Colivings et espaces partagés : face à la pression immobilière, Barcelone s’organise

À Barcelone, face à la crise du logement, colivings, coopératives et espaces partagés se multiplient. Des solutions souvent contraintes, mais qui réinventent la vie urbaine.

Photos : Milena Villalba

Barcelone, août 2025. Dans une ville où le prix du logement grimpe inexorablement, trouver un toit décent relève souvent du parcours du combattant. Pour beaucoup et particulièrement les jeunes – seulement 16 % des Espagnols entre 18 et 29 ans peuvent assumer un loyer – les solutions traditionnelles ont volé en éclats, poussant habitants et nouveaux arrivants à explorer des alternatives parfois contraignantes, coûteuses, voire en marge de la légalité.

Maxime (le prénom a été changé), 25 ans, est un exemple de cette génération forcée de s’adapter. Arrivé à Barcelone il y a 2 ans, ce Français a opté pour un coliving au cœur de l’Eixample, pas vraiment par choix : « Je n’avais pas d’autre option, venant d’arriver à Barcelone sans plan ni connexion. J’étais en Airbnb pour les 3 premiers jours et j’ai pris le premier appartement qui me semblait honnête et disponible. »

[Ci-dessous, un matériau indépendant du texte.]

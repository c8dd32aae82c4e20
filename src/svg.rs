//! SVG rendering of polygons, one `<path>` per value.

use crate::geometry::Rectangle;
use crate::polygon::Polygon;
use std::io;

fn svg_lines<'p, V, I, S>(bounds: &Rectangle, polygons: I, style: S) -> Vec<String>
where
    I: IntoIterator<Item = (V, &'p Polygon)>,
    S: Fn(&V) -> String,
{
    let mut lines = vec![format!(
        r#"<svg width="{}" height="{}">"#,
        bounds.width(),
        bounds.height(),
    )];
    lines.extend(polygons.into_iter().map(|(value, polygon)| {
        format!(
            r#"<path d="{}" style="{}" />"#,
            polygon.to_svg_path_string(),
            style(&value),
        )
    }));
    lines.push(String::from("</svg>"));
    lines
}

/// Writes an SVG document sized after `bounds`, with one path per polygon in
/// iteration order. Lines are separated by `\n`, with no trailing newline.
pub fn write_svg<'p, W, V, I, S>(mut w: W, bounds: &Rectangle, polygons: I, style: S) -> io::Result<()>
where
    W: io::Write,
    I: IntoIterator<Item = (V, &'p Polygon)>,
    S: Fn(&V) -> String,
{
    for (i, line) in svg_lines(bounds, polygons, style).iter().enumerate() {
        if i > 0 {
            writeln!(w)?;
        }
        write!(w, "{line}")?;
    }
    Ok(())
}

/// Same as [write_svg], into a string.
///
/// ```rust
/// use rectiles::Polygon;
/// use rectiles::Rectangle;
///
/// let bounds = Rectangle::new(0.0, 0.0, 1.0, 2.0);
/// let polygon = Polygon::from_rectangle(&bounds);
/// let svg = rectiles::svg::to_svg_string(&bounds, [(0, &polygon)], |_| "fill: red".to_string());
///
/// assert_eq!(
///     svg,
///     "<svg width=\"1\" height=\"2\">\n\
///      <path d=\"M0,0 0,2 1,2 1,0 0,0\" style=\"fill: red\" />\n\
///      </svg>",
/// );
/// ```
pub fn to_svg_string<'p, V, I, S>(bounds: &Rectangle, polygons: I, style: S) -> String
where
    I: IntoIterator<Item = (V, &'p Polygon)>,
    S: Fn(&V) -> String,
{
    svg_lines(bounds, polygons, style).join("\n")
}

Arrivé sur place, c’est la douche froide : il doit payer 850 euros en espèces une chambre bien agencée (mais qui reste une chambre), il n’y a pas de vie de coloc car pas d’espace en commun, et le propriétaire vit dans l’appartement. Pour Maxime, le coliving est moins un mode de vie qu’une nécessité dictée par la pénurie et les prix prohibitifs.

Equinox Barcelone appartement

Ce témoignage illustre la double réalité des colivings, qui se développent rapidement à Barcelone comme dans toute l’Espagne. Ce modèle, né dans des villes à forte pression immobilière en Europe du Nord et aux États-Unis, promet flexibilité et socialisation, souvent vendues comme des atouts pour une population jeune, mobile, et parfois précaire. En Espagne, plus de 20 000 lits sont désormais proposés sous cette formule, avec un investissement qui dépasse les 500 millions d’euros.

Pourtant, cette popularité a ses revers. Derrière l’image conviviale, le coliving est souvent géré par des fonds privés ou des entreprises à but lucratif, qui maximisent leurs profits au détriment du confort des résidents. Ces espaces restent chers, avec des conditions parfois opaques, et ne garantissent ni stabilité ni qualité de vie à long terme.

Des espaces de partage écologiques

Face à cela, d’autres modèles se développent en Catalogne, à commencer par le cohousing et les coopératives d’habitation. Ces solutions rejettent la logique marchande du coliving pour privilégier la coopération et la durabilité. Le cohousing combine logements privés avec cuisine et salle de bain et espaces communs pensés pour renforcer le tissu social. Il s’appuie souvent sur des initiatives associatives ou coopératives, sans rechercher la rentabilité financière.

Plus structuré encore, le modèle de la coopérative d’habitation en « cession d’usage » garantit un droit d’usage plutôt qu’une propriété classique. Ici, la gestion est démocratique, les loyers fixés au prix de revient, et les projets intègrent souvent des critères écologiques stricts, comme le recyclage de l’eau ou l’efficacité énergétique. En Catalogne, ce secteur a connu une croissance de 53 % depuis 2016, avec près de 1 200 logements répartis dans 67 bâtiments, incluant des projets emblématiques comme La Balma à Barcelone ou le bâtiment en bois de Cirerers.

Lire aussi : A Barcelone, les immeubles du futur sont déjà une réalité (et c’est surprenant)

Des initiatives qui démontrent que même au cœur d’une crise immobilière tendue, il est possible de réinventer la manière d’habiter. Le coliving reste toutefois une solution d’urgence souvent coûteuse et imparfaite, même si on y trouve certains points positifs, continue Maxime, qui cite la localisation et la gentillesse des colocs « le peu de fois où [il] les a vus ». Depuis, le Nantais s’est installé en coloc – une vraie, cette fois – avec un ami, et il n’y a pas photo, c’est beaucoup mieux.